[Opening Supplied material section]

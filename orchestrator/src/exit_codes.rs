//! Stable exit codes for orchestrator CLI commands.

/// Command succeeded.
pub const OK: i32 = 0;
/// Invalid input, config, or plan, or any failure without a dedicated code.
pub const INVALID: i32 = 1;
/// The command gate rejected the request (wrong command or no instructions).
pub const COMMAND_REJECTED: i32 = 2;
/// Every attempt failed.
pub const RECOVERY_EXHAUSTED: i32 = 3;
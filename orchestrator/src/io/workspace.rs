//! File sets carried in tool payloads and their materialization on disk.

use std::collections::BTreeMap;
use std::fs;
use std::io::Write;
use std::path::{Component, Path, PathBuf};

use anyhow::{Context, Result, anyhow, bail};
use serde_json::Value;
use tempfile::NamedTempFile;

use crate::core::types::Payload;

/// Relative file name to UTF-8 contents, sorted by name.
pub type FileSet = BTreeMap<String, String>;

/// Read `files` from a tool input.
///
/// An explicit `files` object in the payload wins. Otherwise the files
/// produced by an earlier `code_generate` step are used, so a plan can chain
/// generation into validation or tests without repeating the code.
pub fn files_from_input(input: &Payload) -> Result<FileSet> {
    let source = match input.get("files") {
        Some(files) => files,
        None => match input
            .get("context")
            .and_then(|context| context.get("code_generate"))
            .and_then(|generated| generated.get("files"))
        {
            Some(files) => files,
            None => return Ok(FileSet::new()),
        },
    };
    parse_files(source)
}

fn parse_files(value: &Value) -> Result<FileSet> {
    let object = value
        .as_object()
        .ok_or_else(|| anyhow!("'files' must be an object of name to contents"))?;
    object
        .iter()
        .map(|(name, contents)| {
            let contents = contents
                .as_str()
                .ok_or_else(|| anyhow!("files['{name}'] must be a string"))?;
            Ok((name.clone(), contents.to_string()))
        })
        .collect()
}

/// Validate that `name` is a relative path that stays inside its root.
pub fn safe_relative_path(name: &str) -> Result<PathBuf> {
    let path = Path::new(name);
    if name.trim().is_empty() {
        bail!("empty file name");
    }
    for component in path.components() {
        match component {
            Component::Normal(_) | Component::CurDir => {}
            Component::ParentDir => bail!("file name '{name}' escapes its directory"),
            Component::RootDir | Component::Prefix(_) => {
                bail!("file name '{name}' must be relative")
            }
        }
    }
    Ok(path.to_path_buf())
}

/// Write every file under `root`, creating parent directories.
pub fn materialize(root: &Path, files: &FileSet) -> Result<Vec<PathBuf>> {
    let mut written = Vec::with_capacity(files.len());
    for (name, contents) in files {
        let path = root.join(safe_relative_path(name)?);
        write_atomic(&path, contents.as_bytes())?;
        written.push(path);
    }
    Ok(written)
}

/// Write `contents` to a temp file next to `path`, then rename it into place.
pub fn write_atomic(path: &Path, contents: &[u8]) -> Result<()> {
    let parent = path
        .parent()
        .with_context(|| format!("path missing parent {}", path.display()))?;
    fs::create_dir_all(parent).with_context(|| format!("create directory {}", parent.display()))?;
    let mut tmp = NamedTempFile::new_in(parent)
        .with_context(|| format!("create temp file in {}", parent.display()))?;
    tmp.write_all(contents)
        .with_context(|| format!("write temp file for {}", path.display()))?;
    tmp.persist(path)
        .map_err(|err| err.error)
        .with_context(|| format!("replace {}", path.display()))?;
    Ok(())
}
//! Sequential plan execution with capability gating.

use std::sync::Arc;

use serde_json::{Value, json};
use tracing::{debug, info, instrument, warn};

use crate::core::types::{ExecutionContext, Payload, Plan, Step};
use crate::error::PipelineError;
use crate::gate::CapabilityGate;
use crate::tools::ToolRegistry;

pub const CONVERSATION_ID_KEY: &str = "conversation_id";
pub const CONTEXT_KEY: &str = "context";

pub struct StepExecutor {
    gate: CapabilityGate,
    tools: Arc<ToolRegistry>,
}

/// Step payload plus the system keys. System keys win over payload keys.
pub fn tool_input(step: &Step, conversation_id: &str, context: &ExecutionContext) -> Payload {
    let mut input = step.payload.clone();
    input.insert(CONVERSATION_ID_KEY.to_string(), json!(conversation_id));
    input.insert(CONTEXT_KEY.to_string(), Value::Object(context.to_payload()));
    input
}

impl StepExecutor {
    pub fn new(gate: CapabilityGate, tools: Arc<ToolRegistry>) -> Self {
        Self { gate, tools }
    }

    /// Run every step in order, returning one context entry per step.
    ///
    /// The first failing step aborts the run; results gathered so far travel
    /// with the error and nothing later is dispatched.
    #[instrument(skip_all, fields(conversation_id = %conversation_id, steps = plan.len()))]
    pub fn execute(
        &self,
        conversation_id: &str,
        plan: &Plan,
    ) -> Result<ExecutionContext, PipelineError> {
        let mut context = ExecutionContext::new();
        for (idx, step) in plan.steps().iter().enumerate() {
            let position = idx + 1;
            let action = step.action;

            if self.gate.check(action).is_err() {
                return Err(PipelineError::Capability {
                    action,
                    step: position,
                    partial: context,
                });
            }
            let tool = self.tools.resolve(action)?;

            debug!(step = position, %action, "dispatching step");
            let input = tool_input(step, conversation_id, &context);
            match tool.run(&input) {
                Ok(result) => {
                    context.record(action, Value::Object(result));
                }
                Err(source) => {
                    warn!(step = position, %action, error = %format!("{source:#}"), "step failed");
                    return Err(PipelineError::Tool {
                        action,
                        step: position,
                        partial: context,
                        source,
                    });
                }
            }
        }
        info!(results = context.len(), "plan executed");
        Ok(context)
    }
}

#[cfg(test)]
mod tests {
    use super::*;
    use crate::core::capabilities::CapabilityRegistry;
    use crate::core::types::Action;
    use crate::test_support::{FailingTool, RecordingTool, StaticTool, plan_of};

    fn executor(registry: CapabilityRegistry, tools: ToolRegistry) -> StepExecutor {
        StepExecutor::new(
            CapabilityGate::new(Arc::new(registry)),
            Arc::new(tools),
        )
    }

    #[test]
    fn later_steps_see_earlier_results_and_system_keys_win() {
        let recorder = RecordingTool::new(Action::CodeValidate, json!({"valid": true}));
        let inputs = recorder.inputs();
        let mut tools = ToolRegistry::new();
        tools
            .register(StaticTool::new(Action::Research, json!({"count": 2})))
            .register(recorder);

        let mut payload = Payload::new();
        payload.insert("conversation_id".to_string(), json!("spoofed"));
        payload.insert("files".to_string(), json!({"a.json": "{}"}));
        let plan = Plan::new(vec![
            Step::bare(Action::Research),
            Step::new(Action::CodeValidate, payload),
        ])
        .expect("plan");

        let context = executor(CapabilityRegistry::all_enabled(), tools)
            .execute("conv-1", &plan)
            .expect("execute");
        assert_eq!(
            serde_json::to_value(&context).expect("encode"),
            json!({"research": {"count": 2}, "code_validate": {"valid": true}})
        );

        let seen = inputs.lock().expect("lock");
        assert_eq!(seen.len(), 1);
        assert_eq!(seen[0]["conversation_id"], json!("conv-1"));
        assert_eq!(seen[0]["context"], json!({"research": {"count": 2}}));
        assert_eq!(seen[0]["files"], json!({"a.json": "{}"}));
    }

    #[test]
    fn disabled_capability_stops_before_dispatch() {
        let first = RecordingTool::new(Action::Research, json!({}));
        let first_calls = first.inputs();
        let third = RecordingTool::new(Action::RunTests, json!({}));
        let third_calls = third.inputs();
        let mut tools = ToolRegistry::new();
        tools
            .register(first)
            .register(StaticTool::new(Action::CodeExecute, json!({})))
            .register(third);
        let registry = CapabilityRegistry::from_flags([
            (Action::Research, true),
            (Action::CodeExecute, false),
            (Action::RunTests, true),
        ]);

        let plan = plan_of(&[Action::Research, Action::CodeExecute, Action::RunTests]);
        let err = executor(registry, tools)
            .execute("c", &plan)
            .unwrap_err();

        match err {
            PipelineError::Capability {
                action,
                step,
                partial,
            } => {
                assert_eq!(action, Action::CodeExecute);
                assert_eq!(step, 2);
                assert_eq!(partial.len(), 1);
                assert!(partial.contains(Action::Research));
            }
            other => panic!("expected capability error, got {other:?}"),
        }
        assert_eq!(first_calls.lock().expect("lock").len(), 1);
        assert!(third_calls.lock().expect("lock").is_empty());
    }

    #[test]
    fn tool_error_keeps_source_and_partial_context() {
        let mut tools = ToolRegistry::new();
        tools
            .register(StaticTool::new(Action::CodeGenerate, json!({"files": {}})))
            .register(FailingTool::new(Action::CodeExecute, "sandbox unavailable"));
        let plan = plan_of(&[Action::CodeGenerate, Action::CodeExecute]);

        let err = executor(CapabilityRegistry::all_enabled(), tools)
            .execute("c", &plan)
            .unwrap_err();
        assert_eq!(
            crate::error::render_chain(&err),
            "step 2 (code_execute) failed: sandbox unavailable"
        );
        assert_eq!(err.partial_context().map(ExecutionContext::len), Some(1));
    }

    #[test]
    fn enabled_action_without_tool_is_loud() {
        let plan = plan_of(&[Action::NotebookQuery]);
        let err = executor(CapabilityRegistry::all_enabled(), ToolRegistry::new())
            .execute("c", &plan)
            .unwrap_err();
        assert!(matches!(
            err,
            PipelineError::MissingTool {
                action: Action::NotebookQuery
            }
        ));
    }
}
use anyhow::Result;
use serde_json::{Value, json};
use tracing::debug;

use super::{Tool, object, require_str};
use crate::core::types::{Action, Payload};
use crate::io::cache::KnowledgeCache;

/// Knowledge cache lookup by topic.
pub struct NotebookQueryTool {
    cache: KnowledgeCache,
}

impl NotebookQueryTool {
    pub fn new(cache: KnowledgeCache) -> Self {
        Self { cache }
    }
}

impl Tool for NotebookQueryTool {
    fn action(&self) -> Action {
        Action::NotebookQuery
    }

    fn run(&self, input: &Payload) -> Result<Payload> {
        let topic = require_str(input, "topic", Action::NotebookQuery)?;
        let data = self.cache.load(topic);
        debug!(topic, found = data.is_some(), "notebook lookup");
        Ok(object(json!({
            "found": data.is_some(),
            "topic": topic,
            "data": data.unwrap_or(Value::Null),
        })))
    }
}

[Closing Supplied material section]

Requirement: Write down again the exact lines running from the beginning of the data to the line containing "pub const INVALID: i32 = 1;", with both ends included.

Solution to this problem:
filename orchestrator/src/exit_codes.rs
//! Stable exit codes for orchestrator CLI commands.

/// Command succeeded.
pub const OK: i32 = 0;
/// Invalid input, config, or plan, or any failure without a dedicated code.
pub const INVALID: i32 = 1;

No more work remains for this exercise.